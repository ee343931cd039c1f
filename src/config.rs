// SPDX-License-Identifier: Apache-2.0
// Copyright 2025 U.S. Federal Government (in countries where recognized)
//
// Licensed under the Apache License, Version 2.0 (the "License");
// you may not use this file except in compliance with the License.
// You may obtain a copy of the License at
//
//     http://www.apache.org/licenses/LICENSE-2.0
//
// Unless required by applicable law or agreed to in writing, software
// distributed under the License is distributed on an "AS IS" BASIS,
// WITHOUT WARRANTIES OR CONDITIONS OF ANY KIND, either express or implied.
// See the License for the specific language governing permissions and
// limitations under the License.

//! Daemon configuration.
//!
//! The configuration file is TOML. Every section and field is optional:
//!
//! ```toml
//! [box]
//! company = "DreamBench"
//! server_name = "box.local"
//! store_path = "/var/lib/box"
//!
//! [issuance]
//! key_strength = 4096
//! serial_bits = 128
//! ca_lifetime_days = 1825
//! certificate_lifetime_days = 365
//!
//! [server]
//! listen = "127.0.0.1:7450"
//! max_message_bytes = 65536
//!
//! [logging]
//! level = "info"
//! ```
//!
//! The shared secret is deliberately absent; it is passed on the command line
//! or through `BOX_SECRET`.

use std::fs;
use std::net::SocketAddr;
use std::path::{Path, PathBuf};
use std::time::Duration;

use serde::{Deserialize, Serialize};

use crate::certs::keys::MIN_KEY_STRENGTH;
use crate::certs::serial::MAX_SERIAL_BITS;
use crate::certs::{SerialNumberGenerator, SigningEngine, DEFAULT_KEY_STRENGTH};
use crate::error::{PkiError, Result};
use crate::logging::LoggingConfig;
use crate::protocol::transport::{DEFAULT_MAX_MESSAGE_BYTES, MIN_MESSAGE_BYTES};

const SECONDS_PER_DAY: u64 = 24 * 60 * 60;

/// Complete daemon configuration.
#[derive(Debug, Clone, Default, PartialEq, Eq, Serialize, Deserialize)]
#[serde(deny_unknown_fields)]
pub struct BoxConfig {
    /// Identity of the box.
    #[serde(default, rename = "box")]
    pub identity: BoxSection,

    /// Certificate issuance parameters.
    #[serde(default)]
    pub issuance: IssuanceConfig,

    /// Enrollment listener.
    #[serde(default)]
    pub server: ServerConfig,

    /// Logging.
    #[serde(default)]
    pub logging: LoggingConfig,
}

impl BoxConfig {
    /// Parse configuration from a TOML string.
    pub fn from_toml(toml_str: &str) -> Result<Self> {
        toml::from_str(toml_str).map_err(|e| PkiError::config(format!("Invalid TOML: {e}")))
    }

    /// Serialize configuration to a TOML string.
    pub fn to_toml(&self) -> Result<String> {
        toml::to_string_pretty(self).map_err(|e| PkiError::config(format!("TOML serialize: {e}")))
    }

    /// Read, parse and validate a configuration file.
    pub fn load(path: impl AsRef<Path>) -> Result<Self> {
        let path = path.as_ref();
        let contents = fs::read_to_string(path).map_err(|e| {
            PkiError::config(format!("Failed to read {}: {e}", path.display()))
        })?;
        let config = Self::from_toml(&contents)?;
        config.validate()?;
        Ok(config)
    }

    /// Check every field, reporting all violations at once.
    pub fn validate(&self) -> Result<()> {
        let mut errors = Vec::new();

        if self.identity.company.trim().is_empty() {
            errors.push("box.company must not be empty".to_string());
        }
        if self.identity.store_path.as_os_str().is_empty() {
            errors.push("box.store_path must not be empty".to_string());
        }

        if self.issuance.key_strength < MIN_KEY_STRENGTH {
            errors.push(format!(
                "issuance.key_strength must be at least {}",
                MIN_KEY_STRENGTH
            ));
        }
        if self.issuance.serial_bits == 0 || self.issuance.serial_bits > MAX_SERIAL_BITS {
            errors.push(format!(
                "issuance.serial_bits must be between 1 and {}",
                MAX_SERIAL_BITS
            ));
        }
        if self.issuance.ca_lifetime_days == 0 {
            errors.push("issuance.ca_lifetime_days must be > 0".to_string());
        }
        if self.issuance.certificate_lifetime_days == 0 {
            errors.push("issuance.certificate_lifetime_days must be > 0".to_string());
        }

        if self.server.max_message_bytes < MIN_MESSAGE_BYTES {
            errors.push(format!(
                "server.max_message_bytes must be at least {}",
                MIN_MESSAGE_BYTES
            ));
        }

        if errors.is_empty() {
            Ok(())
        } else {
            Err(PkiError::config(format!(
                "Configuration validation failed:\n  - {}",
                errors.join("\n  - ")
            )))
        }
    }
}

/// Identity of the box.
#[derive(Debug, Clone, PartialEq, Eq, Serialize, Deserialize)]
#[serde(deny_unknown_fields)]
pub struct BoxSection {
    /// Organization placed in certificate subjects.
    #[serde(default = "default_company")]
    pub company: String,

    /// Host name placed in certificate subjects. Empty means `*`.
    #[serde(default)]
    pub server_name: String,

    /// Directory holding the boxfile and certificate material.
    #[serde(default = "default_store_path")]
    pub store_path: PathBuf,
}

impl Default for BoxSection {
    fn default() -> Self {
        Self {
            company: default_company(),
            server_name: String::new(),
            store_path: default_store_path(),
        }
    }
}

fn default_company() -> String {
    "box".to_string()
}

fn default_store_path() -> PathBuf {
    PathBuf::from("box-data")
}

/// Certificate issuance parameters.
#[derive(Debug, Clone, PartialEq, Eq, Serialize, Deserialize)]
#[serde(deny_unknown_fields)]
pub struct IssuanceConfig {
    /// RSA modulus size in bits.
    #[serde(default = "default_key_strength")]
    pub key_strength: usize,

    /// Random serial number size in bits.
    #[serde(default = "default_serial_bits")]
    pub serial_bits: usize,

    /// Root certificate lifetime in days.
    #[serde(default = "default_ca_lifetime_days")]
    pub ca_lifetime_days: u64,

    /// Issued certificate lifetime in days.
    #[serde(default = "default_certificate_lifetime_days")]
    pub certificate_lifetime_days: u64,
}

impl Default for IssuanceConfig {
    fn default() -> Self {
        Self {
            key_strength: default_key_strength(),
            serial_bits: default_serial_bits(),
            ca_lifetime_days: default_ca_lifetime_days(),
            certificate_lifetime_days: default_certificate_lifetime_days(),
        }
    }
}

impl IssuanceConfig {
    /// Root certificate lifetime.
    pub fn ca_lifetime(&self) -> Duration {
        Duration::from_secs(self.ca_lifetime_days * SECONDS_PER_DAY)
    }

    /// Issued certificate lifetime.
    pub fn certificate_lifetime(&self) -> Duration {
        Duration::from_secs(self.certificate_lifetime_days * SECONDS_PER_DAY)
    }

    /// Serial generator for the configured size.
    pub fn serials(&self) -> SerialNumberGenerator {
        SerialNumberGenerator::new(self.serial_bits)
    }

    /// Signing engine issuing with these parameters.
    pub fn signing_engine(&self) -> SigningEngine {
        SigningEngine::new(self.serials(), self.certificate_lifetime())
    }
}

fn default_key_strength() -> usize {
    DEFAULT_KEY_STRENGTH
}

fn default_serial_bits() -> usize {
    crate::certs::serial::DEFAULT_SERIAL_BITS
}

fn default_ca_lifetime_days() -> u64 {
    5 * 365
}

fn default_certificate_lifetime_days() -> u64 {
    365
}

/// Enrollment listener configuration.
#[derive(Debug, Clone, PartialEq, Eq, Serialize, Deserialize)]
#[serde(deny_unknown_fields)]
pub struct ServerConfig {
    /// Address to listen on.
    #[serde(default = "default_listen")]
    pub listen: SocketAddr,

    /// Largest accepted line in bytes.
    #[serde(default = "default_max_message_bytes")]
    pub max_message_bytes: usize,
}

impl Default for ServerConfig {
    fn default() -> Self {
        Self {
            listen: default_listen(),
            max_message_bytes: default_max_message_bytes(),
        }
    }
}

fn default_listen() -> SocketAddr {
    SocketAddr::from(([127, 0, 0, 1], 7450))
}

fn default_max_message_bytes() -> usize {
    DEFAULT_MAX_MESSAGE_BYTES
}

TASK PROMPT: In the answer, please give only the lines from the line containing "line in bytes." through the final line of the data, copied exactly.

YOUR RESPONSE:
    /// Largest accepted line in bytes.
    #[serde(default = "default_max_message_bytes")]
    pub max_message_bytes: usize,
}

impl Default for ServerConfig {
    fn default() -> Self {
        Self {
            listen: default_listen(),
            max_message_bytes: default_max_message_bytes(),
        }
    }
}

fn default_listen() -> SocketAddr {
    SocketAddr::from(([127, 0, 0, 1], 7450))
}

fn default_max_message_bytes() -> usize {
    DEFAULT_MAX_MESSAGE_BYTES
}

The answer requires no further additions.